Patologías Educativas

Por Juan Carrión

Hoy me gustaría plantear un debate sobre la educación y sus patologías. Para ello, nada mejor que una reflexión de Richard Feynman (extraída de: ¿Está Usted de Broma Sr. Feynman?), Premio Nobel de física de 1965 y uno de los físicos más creativos del siglo XX.

El contexto de la cita es el siguiente: a principios de los años sesenta, Feynman pasa un año en Brasil impartiendo clase y analizando su sistema educativo.

Sin más…

Descubrí un fenómeno muy extraño. A veces hacía preguntas que los estudiantes eran capaces de contestar inmediatamente; pero la próxima vez que volvía a hacer la misma pregunta ¡no daban pie con bola! Por ejemplo, en una ocasión estaba explicándoles la luz polarizada, y les di a todos unas tiras de polaroide.

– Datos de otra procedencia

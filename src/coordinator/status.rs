use crate::config::TransportKind;
use std::sync::atomic::{AtomicU64, Ordering};

/// Live counters shared across the coordinator and transport tasks. Relaxed ordering is
/// enough; these feed the observational snapshot, never control flow.
#[derive(Default)]
pub(crate) struct ClusterCounters {
    pub events_sent: AtomicU64,
    pub packets_sent: AtomicU64,
    pub bytes_sent: AtomicU64,
    pub packets_resent: AtomicU64,
    pub events_received: AtomicU64,
    pub packets_received: AtomicU64,
    pub bytes_received: AtomicU64,
    pub events_dropped: AtomicU64,
    pub malformed_payloads: AtomicU64,
    pub duplicate_packets: AtomicU64,
}

impl ClusterCounters {
    pub fn incr(counter: &AtomicU64) {
        counter.fetch_add(1, Ordering::Relaxed);
    }

    pub fn add(counter: &AtomicU64, n: u64) {
        counter.fetch_add(n, Ordering::Relaxed);
    }

    pub fn get(counter: &AtomicU64) -> u64 {
        counter.load(Ordering::Relaxed)
    }
}

/// Read-only snapshot for operational monitoring. Created on demand; mutating it affects
/// nothing.
#[derive(Clone, Debug)]
pub struct ClusterStatus {
    pub transport: TransportKind,
    pub events_sent: u64,
    pub packets_sent: u64,
    pub bytes_sent: u64,
    pub packets_resent: u64,
    pub events_received: u64,
    pub packets_received: u64,
    pub bytes_received: u64,
    pub events_dropped: u64,
    pub malformed_payloads: u64,
    pub duplicate_packets: u64,
    pub group_size: usize,
    pub outgoing_cache_size: usize,
    pub current_packet_id: u64,
    pub min_acked_packet_id: u64,
    pub last_ack_digest: String,
}
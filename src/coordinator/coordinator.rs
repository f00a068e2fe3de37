use crate::config::{ClusterConfig, ClusterOptionsValidated, TransportKind};
use crate::coordinator::registry::{RegisterServerError, ServerHandle, ServerRegistry};
use crate::coordinator::status::{ClusterCounters, ClusterStatus};
use crate::event::ChangeEvent;
use crate::processor::RequestProcessor;
use crate::transport::{MulticastTransport, NullTransport, SocketTransport, Transport};
use std::convert::TryFrom;
use std::net::SocketAddr;
use std::sync::{Arc, Mutex, RwLock};

/// The single process-wide entry point for cluster cache coherence. Local servers register
/// here; committed-transaction events are broadcast from here; inbound peer events are
/// routed from here to the right server's invalidation hook.
///
/// Nothing in this type ever blocks or fails a committing transaction: `broadcast` only
/// enqueues, and every failure below it is contained, logged, and retried or escalated
/// inside the transport.
pub struct ClusterCoordinator {
    logger: slog::Logger,
    config: ClusterConfig,
    options: Option<ClusterOptionsValidated>,
    registry: Arc<ServerRegistry>,
    processor: Arc<RequestProcessor>,
    counters: Arc<ClusterCounters>,
    /// Running transport, readable from the hot broadcast path without awaiting.
    active: RwLock<Option<Arc<dyn Transport>>>,
    /// Guards the start-once / stop-once lifecycle.
    lifecycle: Mutex<Lifecycle>,
    /// Bound listener address once the socket transport is running.
    socket_addr_slot: Mutex<Option<SocketAddr>>,
}

#[derive(Clone, Copy, Debug, Eq, PartialEq)]
enum Lifecycle {
    NotStarted,
    Starting,
    Running,
    Stopped,
}

impl ClusterCoordinator {
    /// Build a coordinator. A configuration error disables clustering with a loud log
    /// instead of failing the host process: a node still serves correctly from its own
    /// caches without cluster coherence, just possibly staler.
    pub fn new(config: ClusterConfig, logger: slog::Logger) -> Self {
        let registry = Arc::new(ServerRegistry::new());
        let counters = Arc::new(ClusterCounters::default());
        let processor = Arc::new(RequestProcessor::new(logger.clone(), registry.clone(), counters.clone()));

        let options = match ClusterOptionsValidated::try_from(config.options.clone()) {
            Ok(options) => Some(options),
            Err(e) => {
                slog::error!(
                    logger,
                    "CLUSTERING DISABLED: invalid cluster options ({}); this node will serve without cluster coherence",
                    e
                );
                None
            }
        };

        ClusterCoordinator {
            logger,
            config,
            options,
            registry,
            processor,
            counters,
            active: RwLock::new(None),
            lifecycle: Mutex::new(Lifecycle::NotStarted),
            socket_addr_slot: Mutex::new(None),
        }
    }

    /// Register a named local server. The transport is started lazily on the first
    /// registration; a process that never registers a server does no transport work.
    pub async fn register_server(&self, name: &str, handle: Arc<dyn ServerHandle>) -> Result<(), RegisterServerError> {
        self.registry.register(name, handle)?;
        slog::info!(self.logger, "Registered server '{}' for cluster invalidation", name);
        self.ensure_transport_started().await;
        Ok(())
    }

    /// Broadcast one committed transaction's changes to all peers. Fire-and-forget: hands
    /// the event to the transport's outbound queue and returns immediately, regardless of
    /// network health.
    pub fn broadcast(&self, event: ChangeEvent) {
        let active = self.active.read().unwrap();
        match active.as_ref() {
            Some(transport) => {
                if let Err(e) = transport.offer(event) {
                    // Saturation or shutdown: drop rather than stall the commit path.
                    ClusterCounters::incr(&self.counters.events_dropped);
                    slog::warn!(self.logger, "Dropping cluster broadcast: {}", e);
                }
            }
            None => {
                slog::debug!(self.logger, "No transport running, broadcast ignored");
            }
        }
    }

    /// Boundary called by the persistence layer on the committing thread. Alias of
    /// `broadcast`; must stay O(µs).
    pub fn notify_commit(&self, event: ChangeEvent) {
        self.broadcast(event)
    }

    /// Route an inbound event to its locally-registered server. Exposed for transports
    /// and for embedding tests; unroutable events are logged and dropped.
    pub fn apply(&self, event: &ChangeEvent) {
        self.processor.apply(event);
    }

    /// Read-only snapshot of live counters and reliability-layer state.
    pub fn status(&self) -> ClusterStatus {
        let (kind, transport_status) = {
            let active = self.active.read().unwrap();
            match active.as_ref() {
                Some(transport) => (transport.kind(), transport.status()),
                None => (TransportKind::Disabled, Default::default()),
            }
        };

        ClusterStatus {
            transport: kind,
            events_sent: ClusterCounters::get(&self.counters.events_sent),
            packets_sent: ClusterCounters::get(&self.counters.packets_sent),
            bytes_sent: ClusterCounters::get(&self.counters.bytes_sent),
            packets_resent: ClusterCounters::get(&self.counters.packets_resent),
            events_received: ClusterCounters::get(&self.counters.events_received),
            packets_received: ClusterCounters::get(&self.counters.packets_received),
            bytes_received: ClusterCounters::get(&self.counters.bytes_received),
            events_dropped: ClusterCounters::get(&self.counters.events_dropped),
            malformed_payloads: ClusterCounters::get(&self.counters.malformed_payloads),
            duplicate_packets: ClusterCounters::get(&self.counters.duplicate_packets),
            group_size: transport_status.group_size,
            outgoing_cache_size: transport_status.outgoing_cache_size,
            current_packet_id: transport_status.current_packet_id,
            min_acked_packet_id: transport_status.min_acked_packet_id,
            last_ack_digest: transport_status.ack_digest,
        }
    }

    /// The socket listener's actual address, once running. Mostly useful when configured
    /// with port 0 so peers in tests can find each other.
    pub fn socket_listen_addr(&self) -> Option<SocketAddr> {
        *self.socket_addr_slot.lock().unwrap()
    }

    /// Stop the transport, then drain registered servers. Idempotent; later calls no-op.
    pub async fn shutdown(&self) {
        {
            let mut lifecycle = self.lifecycle.lock().unwrap();
            if *lifecycle == Lifecycle::Stopped {
                return;
            }
            *lifecycle = Lifecycle::Stopped;
        }

        let transport = self.active.write().unwrap().take();
        if let Some(transport) = transport {
            transport.shutdown().await;
        }
        self.registry.clear();
        slog::info!(self.logger, "Cluster coordinator shut down");
    }

    async fn ensure_transport_started(&self) {
        {
            let mut lifecycle = self.lifecycle.lock().unwrap();
            if *lifecycle != Lifecycle::NotStarted {
                return;
            }
            *lifecycle = Lifecycle::Starting;
        }

        let options = match &self.options {
            Some(options) => options.clone(),
            None => {
                self.install(Arc::new(NullTransport)).await;
                return;
            }
        };

        let transport: Arc<dyn Transport> = match self.config.transport {
            TransportKind::Disabled => {
                slog::info!(self.logger, "Clustering disabled by configuration");
                Arc::new(NullTransport)
            }
            TransportKind::Multicast => {
                match MulticastTransport::start(
                    self.logger.clone(),
                    self.config.local_node_id.clone(),
                    &self.config.multicast,
                    &options,
                    self.processor.clone(),
                    self.registry.clone(),
                    self.counters.clone(),
                )
                .await
                {
                    Ok(transport) => Arc::new(transport),
                    Err(e) => {
                        slog::error!(
                            self.logger,
                            "CLUSTERING DISABLED: multicast transport failed to start ({}); serving without cluster coherence",
                            e
                        );
                        Arc::new(NullTransport)
                    }
                }
            }
            TransportKind::Socket => {
                match SocketTransport::start(
                    self.logger.clone(),
                    self.config.local_node_id.clone(),
                    &self.config.socket,
                    &options,
                    self.processor.clone(),
                    self.counters.clone(),
                )
                .await
                {
                    Ok(transport) => {
                        *self.socket_addr_slot.lock().unwrap() = Some(transport.local_addr());
                        Arc::new(transport)
                    }
                    Err(e) => {
                        slog::error!(
                            self.logger,
                            "CLUSTERING DISABLED: socket transport failed to start ({}); serving without cluster coherence",
                            e
                        );
                        Arc::new(NullTransport)
                    }
                }
            }
        };

        self.install(transport).await;
    }

    async fn install(&self, transport: Arc<dyn Transport>) {
        let shut_down_while_starting = {
            let mut lifecycle = self.lifecycle.lock().unwrap();
            if *lifecycle == Lifecycle::Stopped {
                true
            } else {
                *self.active.write().unwrap() = Some(transport.clone());
                *lifecycle = Lifecycle::Running;
                false
            }
        };

        if shut_down_while_starting {
            transport.shutdown().await;
        }
    }
}

#[cfg(test)]
mod tests {
    use super::*;
    use crate::config::{ClusterOptions, MulticastConfig, SocketConfig};
    use crate::event::ChangeEventBuilder;
    use std::sync::atomic::{AtomicUsize, Ordering};

    struct CountingHandle {
        calls: AtomicUsize,
    }

    impl CountingHandle {
        fn new() -> Arc<Self> {
            Arc::new(CountingHandle {
                calls: AtomicUsize::new(0),
            })
        }
    }

    impl ServerHandle for CountingHandle {
        fn invalidate(&self, _event: &ChangeEvent) {
            self.calls.fetch_add(1, Ordering::SeqCst);
        }
    }

    fn disabled_config() -> ClusterConfig {
        ClusterConfig {
            local_node_id: "node-a".to_string(),
            transport: TransportKind::Disabled,
            multicast: MulticastConfig::default(),
            socket: SocketConfig::default(),
            options: ClusterOptions::default(),
        }
    }

    fn test_logger() -> slog::Logger {
        slog::Logger::root(slog::Discard, slog::o!())
    }

    #[tokio::test]
    async fn disabled_clustering_still_registers_and_ignores_broadcasts() {
        let coordinator = ClusterCoordinator::new(disabled_config(), test_logger());
        coordinator.register_server("db", CountingHandle::new()).await.unwrap();

        let event = ChangeEventBuilder::new("db").table("customer", 1, 0, 0).build().unwrap();
        coordinator.broadcast(event);

        assert_eq!(coordinator.status().transport, TransportKind::Disabled);
        assert_eq!(coordinator.status().events_dropped, 0);
    }

    #[tokio::test]
    async fn duplicate_server_registration_is_rejected() {
        let coordinator = ClusterCoordinator::new(disabled_config(), test_logger());
        coordinator.register_server("db", CountingHandle::new()).await.unwrap();
        let second = coordinator.register_server("db", CountingHandle::new()).await;
        assert!(matches!(second, Err(RegisterServerError::AlreadyRegistered(_))));
    }

    #[tokio::test]
    async fn apply_routes_inbound_events_and_drops_unroutable() {
        let coordinator = ClusterCoordinator::new(disabled_config(), test_logger());
        let handle = CountingHandle::new();
        coordinator.register_server("db", handle.clone()).await.unwrap();

        let routable = ChangeEventBuilder::new("db").table("customer", 0, 1, 0).build().unwrap();
        coordinator.apply(&routable);
        assert_eq!(handle.calls.load(Ordering::SeqCst), 1);

        let unroutable = ChangeEventBuilder::new("elsewhere").table("t", 1, 0, 0).build().unwrap();
        coordinator.apply(&unroutable);
        assert_eq!(handle.calls.load(Ordering::SeqCst), 1);
        assert_eq!(coordinator.status().events_dropped, 1);
    }

    #[tokio::test]
    async fn shutdown_is_idempotent_and_drains_servers() {
        let coordinator = ClusterCoordinator::new(disabled_config(), test_logger());
        coordinator.register_server("db", CountingHandle::new()).await.unwrap();

        coordinator.shutdown().await;
        coordinator.shutdown().await;

        // After shutdown, inbound routing finds nothing.
        let event = ChangeEventBuilder::new("db").table("customer", 1, 0, 0).build().unwrap();
        coordinator.apply(&event);
        assert_eq!(coordinator.status().events_dropped, 1);
    }

    #[tokio::test]
    async fn invalid_options_degrade_to_disabled_instead_of_failing() {
        let mut config = disabled_config();
        config.transport = TransportKind::Multicast;
        config.options.worker_pool_size = Some(0);

        let coordinator = ClusterCoordinator::new(config, test_logger());
        coordinator.register_server("db", CountingHandle::new()).await.unwrap();
        assert_eq!(coordinator.status().transport, TransportKind::Disabled);
    }
}
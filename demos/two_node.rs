//! Two-node cluster on one machine over the socket transport. Node A commits a change,
//! node B's invalidation hook fires, and both print their status snapshots.
//!
//! Run with: cargo run --example two_node

use clustercast::{
    ChangeEvent, ChangeEventBuilder, ClusterConfig, ClusterCoordinator, ClusterOptions, MulticastConfig, ServerHandle,
    SocketConfig, TransportKind,
};
use slog::Drain;
use std::net::SocketAddr;
use std::sync::Arc;
use tokio::time::Duration;

struct PrintingCache {
    node: &'static str,
}

impl ServerHandle for PrintingCache {
    fn invalidate(&self, event: &ChangeEvent) {
        if event.is_full_invalidate() {
            println!("[{}] full invalidate for server '{}'", self.node, event.server_name());
            return;
        }
        for (table, mods) in event.table_mods() {
            println!(
                "[{}] invalidate table '{}' (+{} ~{} -{})",
                self.node, table, mods.inserted, mods.updated, mods.deleted
            );
        }
    }
}

fn config(node_id: &str, peers: Vec<SocketAddr>) -> ClusterConfig {
    ClusterConfig {
        local_node_id: node_id.to_string(),
        transport: TransportKind::Socket,
        multicast: MulticastConfig::default(),
        socket: SocketConfig { listen_port: 0, peers },
        options: ClusterOptions::default(),
    }
}

fn logger(node_id: &str) -> slog::Logger {
    let decorator = slog_term::TermDecorator::new().build();
    let drain = slog_term::FullFormat::new(decorator).build().fuse();
    let drain = slog_async::Async::new(drain).build().fuse();
    slog::Logger::root(drain, slog::o!("NodeId" => node_id.to_string()))
}

#[tokio::main]
async fn main() {
    let node_b = ClusterCoordinator::new(config("node-b", vec![]), logger("node-b"));
    node_b
        .register_server("db", Arc::new(PrintingCache { node: "node-b" }))
        .await
        .unwrap();
    let b_addr = node_b.socket_listen_addr().unwrap();

    let node_a = ClusterCoordinator::new(config("node-a", vec![b_addr]), logger("node-a"));
    node_a
        .register_server("db", Arc::new(PrintingCache { node: "node-a" }))
        .await
        .unwrap();

    // A local transaction committed: one customer row updated, one order inserted.
    let event = ChangeEventBuilder::new("db")
        .table("customer", 0, 1, 0)
        .table("orders", 1, 0, 0)
        .build()
        .unwrap();
    node_a.notify_commit(event);

    tokio::time::sleep(Duration::from_millis(500)).await;

    let status = node_a.status();
    println!(
        "[node-a] sent {} events / {} packets / {} bytes",
        status.events_sent, status.packets_sent, status.bytes_sent
    );
    let status = node_b.status();
    println!(
        "[node-b] received {} events / {} packets / {} bytes",
        status.events_received, status.packets_received, status.bytes_received
    );

    node_a.shutdown().await;
    node_b.shutdown().await;
}
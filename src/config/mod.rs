mod options;

pub use options::ClusterConfig;
pub use options::ClusterOptions;
pub use options::MulticastConfig;
pub use options::SocketConfig;
pub use options::TransportKind;

pub(crate) use options::ClusterOptionsValidated;
impl MulticastWorker {
    /// Sequence and transmit one batch. Returns peers escalated by capacity eviction.
    async fn broadcast_events(&self, events: Vec<ChangeEvent>, barrier_for: Option<&[String]>) -> Vec<String> {
        let payload = match wire::encode(&events) {
            Ok(bytes) => Bytes::from(bytes),
            Err(e) => {
                slog::error!(self.logger, "Failed to encode {} events: {}", events.len(), e);
                return Vec::new();
            }
        };

        let prepared = self.sequencer.next_packet(payload, Instant::now());
        if let Some(peers) = barrier_for {
            self.sequencer.set_resync_barrier(peers, prepared.packet.packet_id);
        }

        ClusterCounters::add(&self.counters.events_sent, events.len() as u64);
        ClusterCounters::incr(&self.counters.packets_sent);
        self.send_envelope(&Envelope::Packet(prepared.packet)).await;

        prepared.escalated
    }

    /// Broadcast with escalation follow-up: any peer the cache had to abandon gets healed
    /// by a full invalidate.
    async fn broadcast(&self, events: Vec<ChangeEvent>) {
        let escalated = self.broadcast_events(events, None).await;
        if !escalated.is_empty() {
            self.heal_peers(escalated).await;
        }
    }

    /// Send the full invalidate that returns lagging peers to sync. Sending it can itself
    /// escalate further peers (capacity eviction), so loop with a bound.
    async fn heal_peers(&self, peers: Vec<String>) {
        let mut escalated = self.send_full_invalidate(&peers).await;
        let mut rounds = 0;
        while !escalated.is_empty() && rounds < MAX_ESCALATION_ROUNDS {
            rounds += 1;
            escalated = self.send_full_invalidate(&escalated).await;
        }
    }

    async fn send_full_invalidate(&self, peers: &[String]) -> Vec<String> {
        let names = self.registry.names();
        if names.is_empty() {
            slog::warn!(self.logger, "Resync needed for {:?} but no server is registered", peers);
            return Vec::new();
        }
        slog::info!(self.logger, "Broadcasting full invalidate to heal peers {:?}", peers);
        let events: Vec<ChangeEvent> = names.into_iter().map(ChangeEvent::full_invalidate).collect();
        self.broadcast_events(events, Some(peers)).await
    }

    async fn handle_datagram(&self, datagram: &[u8]) {
        let envelope = match wire::decode::<Envelope>(datagram) {
            Ok(envelope) => envelope,
            Err(e) => {
                ClusterCounters::incr(&self.counters.malformed_payloads);
                slog::warn!(self.logger, "Discarding undecodable datagram: {}", e);
                return;
            }
        };

        match envelope {
            Envelope::Packet(packet) => self.handle_packet(packet).await,
            Envelope::Ack(ack) => self.handle_ack(ack),
            Envelope::Nack(nack) => self.handle_nack(nack).await,
            other => {
                slog::debug!(self.logger, "Ignoring unexpected envelope on multicast: {:?}", other);
            }
        }
    }

    async fn handle_packet(&self, packet: wire::Packet) {
        if packet.sender_id == self.local_node_id {
            return; // our own loopback copy
        }

        ClusterCounters::incr(&self.counters.packets_received);
        self.sequencer.note_traffic(&packet.sender_id, Instant::now());

        // Decode before sequencing: a full invalidate is applied authoritatively, and a
        // malformed payload must not advance the watermark (the sender will resend it).
        let events = match packet.events() {
            Ok(events) => events,
            Err(e) => {
                ClusterCounters::incr(&self.counters.malformed_payloads);
                slog::warn!(
                    self.logger,
                    "Discarding malformed payload in packet {} from '{}': {}",
                    packet.packet_id,
                    packet.sender_id,
                    e
                );
                return;
            }
        };
        let authoritative = events.iter().any(|e| e.is_full_invalidate());
        let incoming_id = packet.packet_id;
        let origin_id = packet.sender_id.clone();

        let accepted = {
            let mut inbound = self.inbound.lock().unwrap();
            let entry = inbound
                .entry(packet.sender_id.clone())
                .or_insert_with(|| InboundSequencer::new(packet.sender_id.clone(), self.reorder_window));
            if authoritative {
                entry.accept_authoritative(packet)
            } else {
                entry.accept(packet)
            }
        };

        if accepted.duplicate {
            ClusterCounters::incr(&self.counters.duplicate_packets);
            return;
        }

        for deliverable in &accepted.deliver {
            if deliverable.packet_id == incoming_id {
                self.processor.apply_all(&events);
            } else {
                // A buffered packet released by this arrival; decoded on its own.
                let _ = self.processor.apply_packet(deliverable);
            }
        }

        if let Some(missing) = accepted.nack {
            let nack = Envelope::Nack(NackMessage {
                sender_id: self.local_node_id.clone(),
                origin_id,
                missing,
            });
            self.send_envelope(&nack).await;
        }
    }

    fn handle_ack(&self, ack: AckMessage) {
        if ack.origin_id == self.local_node_id {
            self.sequencer.record_ack(&ack.sender_id, ack.acked_up_to, Instant::now());
        } else {
            // Someone else's ack still proves the peer is alive.
            self.sequencer.note_traffic(&ack.sender_id, Instant::now());
        }
    }

    async fn handle_nack(&self, nack: NackMessage) {
        if nack.origin_id != self.local_node_id {
            self.sequencer.note_traffic(&nack.sender_id, Instant::now());
            return;
        }

        let reply = self.sequencer.record_nack(&nack.sender_id, &nack.missing, Instant::now());
        for packet in reply.resend {
            ClusterCounters::incr(&self.counters.packets_resent);
            self.send_envelope(&Envelope::Packet(packet)).await;
        }
        if reply.resync_required {
            self.heal_peers(vec![nack.sender_id]).await;
        }
    }

    /// Emit one cumulative ack per sender whose watermark advanced since the last tick.
    async fn emit_acks(&self) {
        let due: Vec<(String, u64)> = {
            let mut inbound = self.inbound.lock().unwrap();
            inbound
                .values_mut()
                .filter_map(|seq| seq.take_ack().map(|up_to| (seq.origin_id().to_string(), up_to)))
                .collect()
        };

        for (origin_id, acked_up_to) in due {
            let ack = Envelope::Ack(AckMessage {
                sender_id: self.local_node_id.clone(),
                origin_id,
                acked_up_to,
            });
            self.send_envelope(&ack).await;
        }
    }

    async fn run_sweep(&self) {
        let sweep = self.sequencer.sweep(Instant::now());
        for packet in sweep.resend {
            ClusterCounters::incr(&self.counters.packets_resent);
            self.send_envelope(&Envelope::Packet(packet)).await;
        }
        if !sweep.resync_peers.is_empty() {
            self.heal_peers(sweep.resync_peers).await;
        }
    }

    async fn send_envelope(&self, envelope: &Envelope) {
        let bytes = match wire::encode(envelope) {
            Ok(bytes) => bytes,
            Err(e) => {
                slog::error!(self.logger, "Failed to encode envelope: {}", e);
                return;
            }
        };
        match self.link.send(&bytes).await {
            Ok(sent) => ClusterCounters::add(&self.counters.bytes_sent, sent as u64),
            Err(e) => {
                // Transient network error: logged, never surfaced to the commit path.
                slog::warn!(self.logger, "Multicast send failed: {}", e);
            }
        }
    }
}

El polaroide solamente deja pasar la luz cuyo vector de campo eléctrico se encuentre en una cierta orientación, por lo cual expliqué que se podía saber de qué modo estaba polarizada la luz observando si el polaroide se veía oscuro o claro. Tomamos primero dos tiras de polaroide y las giramos hasta que dejaron pasar a través de sí casi toda la luz. Por este procedimiento podíamos saber que las dos tiras estaban ahora admitiendo luz polarizada en la misma dirección, pues la que pasaba a través de una pasaba también a través de la otra. Pero entonces les pregunté cómo podíamos averiguar la dirección de polarización absoluta valiéndose de una tira de polaroide.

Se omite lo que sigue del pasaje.